> **WORK TO BE COMPLETED**: Only the lines of the data below from the one with "use std::rc::Rc;" through the one with "pub enum InvariantKind" are wanted. Repeat them exactly.

BEGIN RECORDS FOR THIS EXERCISE

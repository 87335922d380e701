// SPDX-License-Identifier: Apache-2.0
// © James Ross Ω FLYING•ROBOTS <https://github.com/flyingrobots>
//! Reentrancy guard and symmetry audit.
//!
//! # Reentrancy
//!
//! Every request operation claims the endpoints it is about to touch (the
//! requester, the peers it links or unlinks, and any peer a single endpoint
//! will let go of) before changing anything. Claims are held until the last
//! listener has returned. A request that needs an already-claimed endpoint
//! fails with [`LinkError::ConcurrentStructuralChange`] and changes nothing.
//!
//! # Broken invariants
//!
//! After an operation the touched endpoints can be audited (see
//! [`crate::VerifyMode`]). An asymmetric or dangling link cannot arise from
//! pure acceptance predicates, so a failed audit is a programmer error and is
//! raised with [`std::panic::panic_any`] carrying a typed [`BrokenInvariant`]
//! payload, matchable via `downcast_ref` in tests.

use std::cell::RefCell;
use std::rc::Rc;

use rustc_hash::FxHashSet;
use thiserror::Error;

use crate::arena::Endpoints;
use crate::error::LinkError;
use crate::ident::EndpointId;

/// Classification of a failed audit.
#[derive(Debug, Clone, Copy, PartialEq, Eq)]
pub enum InvariantKind {
    /// `endpoint` lists `peer` but `peer` does not list `endpoint`.
    Asymmetric,
    /// `endpoint` lists a peer that is no longer in the arena.
    DanglingPeer,
    /// The cached peer view differs from a recomputation.
    StaleView,
}

/// Audit failure payload.
#[derive(Debug, Clone, Copy, PartialEq, Eq, Error)]
#[error("broken invariant {kind:?} at {endpoint} (peer {peer:?})")]
pub struct BrokenInvariant {
    /// Endpoint whose state failed the audit.
    pub endpoint: EndpointId,
    /// Peer involved, when the failure concerns one link.
    pub peer: Option<EndpointId>,
    /// What failed.
    pub kind: InvariantKind,
}

/// Endpoints claimed by in-flight operations.
///
/// Shared between the store and every live [`Claim`], so a claim can release
/// itself when dropped.
#[derive(Debug, Default, Clone)]
pub(crate) struct BusySet(Rc<RefCell<FxHashSet<EndpointId>>>);

impl BusySet {
    pub(crate) fn contains(&self, id: EndpointId) -> bool {
        self.0.borrow().contains(&id)
    }
}

/// Endpoints claimed by one in-flight operation.
///
/// Dropping the claim releases them, also while unwinding out of a
/// panicking listener, predicate or audit.
#[derive(Debug)]
pub(crate) struct Claim {
    ids: Vec<EndpointId>,
    busy: BusySet,
}

impl Claim {
    pub(crate) fn ids(&self) -> &[EndpointId] {
        &self.ids
    }
}

impl Drop for Claim {
    fn drop(&mut self) {
        let mut busy = self.busy.0.borrow_mut();
        for id in &self.ids {
            busy.remove(id);
        }
    }
}

/// Claim `involved` for one operation.
///
/// `involved` lists the requester first; a trip reports the first busy id in
/// that order. Ids in `held` are already claimed by the enclosing operation
/// and are skipped. Unknown ids are the caller's business and are ignored.
pub(crate) fn claim<T>(
    arena: &Endpoints<T>,
    busy: &BusySet,
    involved: &[EndpointId],
    held: &[EndpointId],
) -> Result<Claim, LinkError> {
    let mut wanted: Vec<EndpointId> = Vec::with_capacity(involved.len());
    for id in involved {
        if !held.contains(id) && !wanted.contains(id) && arena.get(*id).is_some() {
            wanted.push(*id);
        }
    }
    if let Some(tripped) = wanted.iter().copied().find(|id| busy.contains(*id)) {
        tracing::warn!(endpoint = %tripped, "reentrant mutation rejected");
        return Err(LinkError::ConcurrentStructuralChange { endpoint: tripped });
    }
    busy.0.borrow_mut().extend(wanted.iter().copied());
    Ok(Claim {
        ids: wanted,
        busy: busy.clone(),
    })
}

/// Audit symmetry, dangling peers and cache coherence of `ids`.
pub(crate) fn audit<T>(
    arena: &Endpoints<T>,
    ids: impl IntoIterator<Item = EndpointId>,
) -> Result<(), BrokenInvariant> {
    for id in ids {
        let Some(rec) = arena.get(id) else {
            continue;
        };
        for peer in rec.peers.iter() {
            let Some(other) = arena.get(peer) else {
                return Err(BrokenInvariant {
                    endpoint: id,
                    peer: Some(peer),
                    kind: InvariantKind::DanglingPeer,
                });
            };
            if !other.peers.contains(id) {
                return Err(BrokenInvariant {
                    endpoint: id,
                    peer: Some(peer),
                    kind: InvariantKind::Asymmetric,
                });
            }
        }
        if let Some(view) = rec.view.get() {
            if view[..] != arena.peer_owners(id)[..] {
                return Err(BrokenInvariant {
                    endpoint: id,
                    peer: None,
                    kind: InvariantKind::StaleView,
                });
            }
        }
    }
    Ok(())
}

/// Audit `ids` and raise a failure as a typed panic.
pub(crate) fn enforce<T>(arena: &Endpoints<T>, ids: &[EndpointId]) {
    if let Err(broken) = audit(arena, ids.iter().copied()) {
        tracing::error!(%broken, "link invariant broken");
        std::panic::panic_any(broken);
    }
}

END RECORDS FOR THIS EXERCISE

> **RESULT**:
use std::rc::Rc;

use rustc_hash::FxHashSet;
use thiserror::Error;

use crate::arena::Endpoints;
use crate::error::LinkError;
use crate::ident::EndpointId;

/// Classification of a failed audit.
#[derive(Debug, Clone, Copy, PartialEq, Eq)]
pub enum InvariantKind {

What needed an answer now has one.